__Source material__.
BEGIN
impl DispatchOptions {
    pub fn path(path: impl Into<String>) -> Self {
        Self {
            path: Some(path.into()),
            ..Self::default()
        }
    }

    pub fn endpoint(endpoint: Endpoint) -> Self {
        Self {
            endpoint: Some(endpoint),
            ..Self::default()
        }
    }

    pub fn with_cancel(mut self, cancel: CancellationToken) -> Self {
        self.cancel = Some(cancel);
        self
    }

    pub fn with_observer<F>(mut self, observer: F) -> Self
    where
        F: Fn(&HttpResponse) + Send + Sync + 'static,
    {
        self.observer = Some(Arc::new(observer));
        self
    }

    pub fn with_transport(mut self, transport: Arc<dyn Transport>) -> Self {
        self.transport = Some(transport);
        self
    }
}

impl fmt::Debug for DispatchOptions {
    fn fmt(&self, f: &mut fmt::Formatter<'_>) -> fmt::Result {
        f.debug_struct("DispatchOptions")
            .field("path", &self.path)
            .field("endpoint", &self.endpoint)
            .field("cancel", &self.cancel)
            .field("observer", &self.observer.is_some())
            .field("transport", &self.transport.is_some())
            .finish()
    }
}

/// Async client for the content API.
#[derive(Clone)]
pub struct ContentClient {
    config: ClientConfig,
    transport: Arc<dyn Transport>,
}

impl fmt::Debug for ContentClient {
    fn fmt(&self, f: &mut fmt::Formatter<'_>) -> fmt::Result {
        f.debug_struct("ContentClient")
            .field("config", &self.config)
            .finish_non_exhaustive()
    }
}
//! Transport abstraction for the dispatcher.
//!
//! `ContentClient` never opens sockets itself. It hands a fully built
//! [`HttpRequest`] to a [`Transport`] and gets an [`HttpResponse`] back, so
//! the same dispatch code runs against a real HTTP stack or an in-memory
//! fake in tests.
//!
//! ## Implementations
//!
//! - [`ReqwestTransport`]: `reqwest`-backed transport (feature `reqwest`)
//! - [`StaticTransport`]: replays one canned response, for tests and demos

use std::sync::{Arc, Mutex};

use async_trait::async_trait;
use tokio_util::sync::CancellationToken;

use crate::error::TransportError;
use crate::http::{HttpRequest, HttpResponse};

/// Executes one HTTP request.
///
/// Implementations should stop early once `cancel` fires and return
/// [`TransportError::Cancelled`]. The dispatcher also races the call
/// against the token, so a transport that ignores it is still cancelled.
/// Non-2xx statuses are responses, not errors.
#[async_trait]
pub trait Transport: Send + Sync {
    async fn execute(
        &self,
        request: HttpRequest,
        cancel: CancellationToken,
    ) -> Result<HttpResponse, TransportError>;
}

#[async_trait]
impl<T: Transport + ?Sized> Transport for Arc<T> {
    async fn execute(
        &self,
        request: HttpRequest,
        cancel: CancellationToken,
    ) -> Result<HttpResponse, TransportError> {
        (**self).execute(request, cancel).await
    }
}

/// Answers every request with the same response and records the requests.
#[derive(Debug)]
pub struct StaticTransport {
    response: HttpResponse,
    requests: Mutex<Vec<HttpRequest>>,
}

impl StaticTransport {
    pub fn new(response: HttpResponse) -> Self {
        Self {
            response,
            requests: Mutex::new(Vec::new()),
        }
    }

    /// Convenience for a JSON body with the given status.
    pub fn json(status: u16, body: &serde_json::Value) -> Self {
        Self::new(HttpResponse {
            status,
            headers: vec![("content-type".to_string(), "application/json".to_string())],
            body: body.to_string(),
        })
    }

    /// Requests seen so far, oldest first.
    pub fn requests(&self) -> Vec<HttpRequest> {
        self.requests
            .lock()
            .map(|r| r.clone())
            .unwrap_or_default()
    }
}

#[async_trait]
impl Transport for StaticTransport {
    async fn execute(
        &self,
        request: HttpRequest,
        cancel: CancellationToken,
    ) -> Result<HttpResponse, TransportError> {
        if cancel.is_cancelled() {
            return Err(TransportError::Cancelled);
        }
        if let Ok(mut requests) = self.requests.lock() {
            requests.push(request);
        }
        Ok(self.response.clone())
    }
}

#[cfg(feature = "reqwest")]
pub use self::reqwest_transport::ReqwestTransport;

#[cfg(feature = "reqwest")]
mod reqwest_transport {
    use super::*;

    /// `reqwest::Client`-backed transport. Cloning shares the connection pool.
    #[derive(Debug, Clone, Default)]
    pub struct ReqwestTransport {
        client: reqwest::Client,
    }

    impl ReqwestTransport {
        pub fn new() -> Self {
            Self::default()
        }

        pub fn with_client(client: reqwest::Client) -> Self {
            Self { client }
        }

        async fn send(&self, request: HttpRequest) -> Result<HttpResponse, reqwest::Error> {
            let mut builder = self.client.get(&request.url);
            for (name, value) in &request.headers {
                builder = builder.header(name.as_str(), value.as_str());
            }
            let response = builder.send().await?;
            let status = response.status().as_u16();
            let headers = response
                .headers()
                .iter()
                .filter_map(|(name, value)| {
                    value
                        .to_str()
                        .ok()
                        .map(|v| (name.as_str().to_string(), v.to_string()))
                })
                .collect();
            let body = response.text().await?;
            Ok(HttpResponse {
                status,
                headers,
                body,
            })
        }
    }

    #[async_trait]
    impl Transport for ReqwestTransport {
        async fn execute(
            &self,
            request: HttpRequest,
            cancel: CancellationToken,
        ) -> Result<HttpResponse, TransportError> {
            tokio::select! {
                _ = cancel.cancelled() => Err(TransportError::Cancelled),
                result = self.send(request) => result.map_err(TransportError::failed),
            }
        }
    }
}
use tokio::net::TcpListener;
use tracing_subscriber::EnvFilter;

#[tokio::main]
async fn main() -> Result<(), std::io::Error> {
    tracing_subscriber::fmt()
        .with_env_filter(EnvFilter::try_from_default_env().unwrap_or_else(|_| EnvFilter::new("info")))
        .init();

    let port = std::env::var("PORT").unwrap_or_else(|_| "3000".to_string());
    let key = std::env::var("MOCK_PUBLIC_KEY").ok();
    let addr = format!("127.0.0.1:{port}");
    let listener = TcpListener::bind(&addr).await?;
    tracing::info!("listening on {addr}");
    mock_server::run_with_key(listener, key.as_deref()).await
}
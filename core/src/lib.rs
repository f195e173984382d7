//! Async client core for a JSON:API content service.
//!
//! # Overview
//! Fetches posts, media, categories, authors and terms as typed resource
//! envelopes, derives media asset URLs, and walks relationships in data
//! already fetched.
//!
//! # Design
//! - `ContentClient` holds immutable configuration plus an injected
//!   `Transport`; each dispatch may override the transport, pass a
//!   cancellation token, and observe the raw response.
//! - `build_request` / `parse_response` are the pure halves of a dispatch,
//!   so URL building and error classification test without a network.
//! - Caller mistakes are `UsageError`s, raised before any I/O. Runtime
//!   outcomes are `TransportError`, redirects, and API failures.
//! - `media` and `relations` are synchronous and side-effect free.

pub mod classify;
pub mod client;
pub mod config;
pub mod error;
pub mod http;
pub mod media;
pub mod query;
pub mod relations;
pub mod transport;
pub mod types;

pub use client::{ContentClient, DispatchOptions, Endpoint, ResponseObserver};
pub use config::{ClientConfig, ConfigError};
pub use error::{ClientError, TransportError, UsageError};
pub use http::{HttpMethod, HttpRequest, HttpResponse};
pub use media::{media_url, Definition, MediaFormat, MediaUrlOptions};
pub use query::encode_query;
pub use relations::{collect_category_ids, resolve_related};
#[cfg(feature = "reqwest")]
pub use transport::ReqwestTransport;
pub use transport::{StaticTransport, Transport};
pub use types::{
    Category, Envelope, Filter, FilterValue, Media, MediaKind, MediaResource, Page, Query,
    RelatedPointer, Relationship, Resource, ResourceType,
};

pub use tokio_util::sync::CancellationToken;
END
__Work required__.
Every line containing the string "path" should be pulled from the listing and copied.

__Written answer__.
    pub fn path(path: impl Into<String>) -> Self {
            path: Some(path.into()),
            .field("path", &self.path)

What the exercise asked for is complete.